## Source material
* * * * * * * * *

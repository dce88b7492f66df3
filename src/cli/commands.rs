//! Subcommand handlers for list-cameras, probe and config actions.

use std::path::{Path, PathBuf};

use thiserror::Error;

use super::args::ConfigAction;
use crate::camera::{self, SystemOpener};
use crate::config::{default_path as get_config_path, Config, DEFAULT_CONFIG};

/// List available cameras and print them to stdout.
pub fn list_cameras() {
    match camera::list_devices() {
        Ok(devices) => {
            if devices.is_empty() {
                println!("No cameras found.");
                println!();
                if cfg!(feature = "native") {
                    println!("Make sure your camera is connected and permissions are granted.");
                } else {
                    println!("Built without the native backend; rebuild with --features native.");
                }
                println!("Use 'camwatch probe' to try indices directly.");
            } else {
                println!("Available cameras:");
                for device in devices {
                    println!("  {}", device);
                }
                println!();
                println!("Use --camera <index> to select a camera.");
            }
        }
        Err(e) => {
            eprintln!("Error: {}", e);
            std::process::exit(1);
        }
    }
}

/// Open indices `0..max` one at a time and print the ones that deliver a frame.
pub fn probe(max: u32, config: &Config) {
    let timeout = match config.policy() {
        Ok(policy) => policy.connection_timeout,
        Err(e) => {
            eprintln!("Error: {}", e);
            std::process::exit(1);
        }
    };

    println!("Probing camera indices 0..{}...", max);
    let mut opener = SystemOpener::new();
    let found = camera::probe_devices(&mut opener, max, &config.stream_settings(), timeout);

    if found.is_empty() {
        println!("No working cameras found.");
    } else {
        println!("Working cameras:");
        for id in found {
            println!("  {}", id);
        }
    }
}

/// Handle config subcommand actions.
pub fn handle_config_action(action: ConfigAction, path: Option<&Path>, config: &Config) {
    let config_path = path.map(PathBuf::from).unwrap_or_else(get_config_path);

    match action {
        ConfigAction::Show => {
            println!("Current configuration:");
            println!("  Camera: {}", config.camera.device);
            println!(
                "  Resolution: {}x{} @ {} fps",
                config.camera.width, config.camera.height, config.camera.fps
            );
            let attempts = if config.reconnect.max_attempts < 1 {
                "unlimited".to_string()
            } else {
                config.reconnect.max_attempts.to_string()
            };
            println!(
                "  Connection attempts: {} ({:?} scope)",
                attempts, config.reconnect.budget_scope
            );
            println!(
                "  Reconnect delay: {}s ({:?})",
                config.reconnect.delay_secs, config.reconnect.backoff
            );
            println!(
                "  Failed frames before link loss: {}",
                config.reconnect.max_failed_frames
            );
            println!();

            if config_path.exists() {
                println!("Config file: {} (exists)", config_path.display());
            } else {
                println!("Config file: {} (not found)", config_path.display());
            }
        }
        ConfigAction::Init => match init_config(&config_path) {
            Ok(()) => println!("Created config file: {}", config_path.display()),
            Err(e @ InitError::Exists(_)) => {
                eprintln!("{}", e);
                eprintln!("Use 'camwatch config show' to view current settings.");
                std::process::exit(1);
            }
            Err(e) => {
                eprintln!("{}", e);
                std::process::exit(1);
            }
        },
    }
}

/// Errors from `camwatch config init`.
#[derive(Debug, Error)]
pub enum InitError {
    #[error("Config file already exists: {}", .0.display())]
    Exists(PathBuf),
    #[error("Error writing config file '{}': {source}", path.display())]
    Io {
        path: PathBuf,
        source: std::io::Error,
    },
}

/// Write the default config template to `path`, refusing to overwrite.
pub fn init_config(path: &Path) -> Result<(), InitError> {
    if path.exists() {
        return Err(InitError::Exists(path.to_path_buf()));
    }
    let io_error = |source| InitError::Io {
        path: path.to_path_buf(),
        source,
    };
    if let Some(parent) = path.parent() {
        std::fs::create_dir_all(parent).map_err(io_error)?;
    }
    std::fs::write(path, DEFAULT_CONFIG).map_err(io_error)
}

* * * * * * * * *

Each of the records is to be written out again without alteration.

repository dce88b7492f66df3
filename src/cli/commands.rs
//! Subcommand handlers for list-cameras, probe and config actions.

use std::path::{Path, PathBuf};

use thiserror::Error;

use super::args::ConfigAction;
use crate::camera::{self, SystemOpener};
use crate::config::{default_path as get_config_path, Config, DEFAULT_CONFIG};

/// List available cameras and print them to stdout.
pub fn list_cameras() {
    match camera::list_devices() {
        Ok(devices) => {
            if devices.is_empty() {
                println!("No cameras found.");
                println!();
                if cfg!(feature = "native") {
                    println!("Make sure your camera is connected and permissions are granted.");
                } else {
                    println!("Built without the native backend; rebuild with --features native.");
                }
                println!("Use 'camwatch probe' to try indices directly.");
            } else {
                println!("Available cameras:");
                for device in devices {
                    println!("  {}", device);
                }
                println!();
                println!("Use --camera <index> to select a camera.");
            }
        }
        Err(e) => {
            eprintln!("Error: {}", e);
            std::process::exit(1);
        }
    }
}

/// Open indices `0..max` one at a time and print the ones that deliver a frame.
pub fn probe(max: u32, config: &Config) {
    let timeout = match config.policy() {
        Ok(policy) => policy.connection_timeout,
        Err(e) => {
            eprintln!("Error: {}", e);
            std::process::exit(1);
        }
    };

    println!("Probing camera indices 0..{}...", max);
    let mut opener = SystemOpener::new();
    let found = camera::probe_devices(&mut opener, max, &config.stream_settings(), timeout);

    if found.is_empty() {
        println!("No working cameras found.");
    } else {
        println!("Working cameras:");
        for id in found {
            println!("  {}", id);
        }
    }
}

/// Handle config subcommand actions.
pub fn handle_config_action(action: ConfigAction, path: Option<&Path>, config: &Config) {
    let config_path = path.map(PathBuf::from).unwrap_or_else(get_config_path);

    match action {
        ConfigAction::Show => {
            println!("Current configuration:");
            println!("  Camera: {}", config.camera.device);
            println!(
                "  Resolution: {}x{} @ {} fps",
                config.camera.width, config.camera.height, config.camera.fps
            );
            let attempts = if config.reconnect.max_attempts < 1 {
                "unlimited".to_string()
            } else {
                config.reconnect.max_attempts.to_string()
            };
            println!(
                "  Connection attempts: {} ({:?} scope)",
                attempts, config.reconnect.budget_scope
            );
            println!(
                "  Reconnect delay: {}s ({:?})",
                config.reconnect.delay_secs, config.reconnect.backoff
            );
            println!(
                "  Failed frames before link loss: {}",
                config.reconnect.max_failed_frames
            );
            println!();

            if config_path.exists() {
                println!("Config file: {} (exists)", config_path.display());
            } else {
                println!("Config file: {} (not found)", config_path.display());
            }
        }
        ConfigAction::Init => match init_config(&config_path) {
            Ok(()) => println!("Created config file: {}", config_path.display()),
            Err(e @ InitError::Exists(_)) => {
                eprintln!("{}", e);
                eprintln!("Use 'camwatch config show' to view current settings.");
                std::process::exit(1);
            }
            Err(e) => {
                eprintln!("{}", e);
                std::process::exit(1);
            }
        },
    }
}

/// Errors from `camwatch config init`.
#[derive(Debug, Error)]
pub enum InitError {
    #[error("Config file already exists: {}", .0.display())]
    Exists(PathBuf),
    #[error("Error writing config file '{}': {source}", path.display())]
    Io {
        path: PathBuf,
        source: std::io::Error,
    },
}

/// Write the default config template to `path`, refusing to overwrite.
pub fn init_config(path: &Path) -> Result<(), InitError> {
    if path.exists() {
        return Err(InitError::Exists(path.to_path_buf()));
    }
    let io_error = |source| InitError::Io {
        path: path.to_path_buf(),
        source,
    };
    if let Some(parent) = path.parent() {
        std::fs::create_dir_all(parent).map_err(io_error)?;
    }
    std::fs::write(path, DEFAULT_CONFIG).map_err(io_error)
}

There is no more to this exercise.